Non esistono allevamenti “umani”: anche nei pochi allevamenti biologici gli animali soffrono e vengono infine condotti al macello, le fecondazioni avvengono attraverso modali-tà barbare che legalizzano la violenza e i cuccioli vengono tolti alle madri per essere uccisi.. non cambia nulla: ogni genere di allevamento implica la morte degli animali allevati.
Se ami gli animali, smetti di mangiarli. Gli animali sono tutti uguali. Se non ami particolarmente gli animali ma rispetti il diritto alla vita e alla non sofferenza di tutti, smetti di mangiarli.
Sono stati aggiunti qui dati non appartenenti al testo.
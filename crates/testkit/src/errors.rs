//! Error envelope fixtures for handler and wrapper tests.

use foundation_shared::{ErrorCode, ErrorEnvelope, ErrorKind};

/// Code used by [`key_error`].
pub fn key_error_code() -> ErrorCode {
    ErrorCode::new("lookup", "key_error")
}

/// A missing-key lookup failure.
pub fn key_error(key: &str) -> ErrorEnvelope {
    ErrorEnvelope::expected(key_error_code(), format!("missing key: {key}"))
        .with_metadata("key", key)
}

/// A bad-value failure (`core:value_error`).
pub fn value_error(message: &str) -> ErrorEnvelope {
    ErrorEnvelope::expected(ErrorCode::new("core", "value_error"), message)
}

/// An unexpected runtime failure carrying the default internal code.
pub fn runtime_error(message: &str) -> ErrorEnvelope {
    ErrorEnvelope::of_kind(ErrorKind::Unexpected, message)
}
Non serve amare per evitare di uccidere, serve solo senso di giustizia e rispetto per i sentimenti e le emozioni degli altri. Tutti gli altri, qualunque sia la loro specie.
Cito a conclusione un breve estratto dall’introduzione di “Teoria e pratica del fruttarismo crudista”, di Giorgio Fabretti. “Certamente, con il fruttarismo l’uomo raggiunge, sul piano alimentare, la massima “eticità”, oltre che l’optimum sul piano nutrizionale. Esiste, in realtà, tra la pianta fruttifera e l’uomo che si nutre di frutta, una sorta di “simbiosi mutualistica”. Biologicamente tutta la vita della pianta è finalizzata alla produzione del seme, che assicurerà la continuità della specie. Ma la pianta è immobile, legata, com’è, al mondo minerale. Pertanto, avendo bisogno di disperdere i semi, deve ricorrere ad un essere vivente mobile: ecco quindi che la pianta “offre” agli animali (uomo compreso) i suoi frutti perché se ne servano come nutrimento e favoriscano, così, la disseminazione il più lontano possibile dalla pianta-madre.”.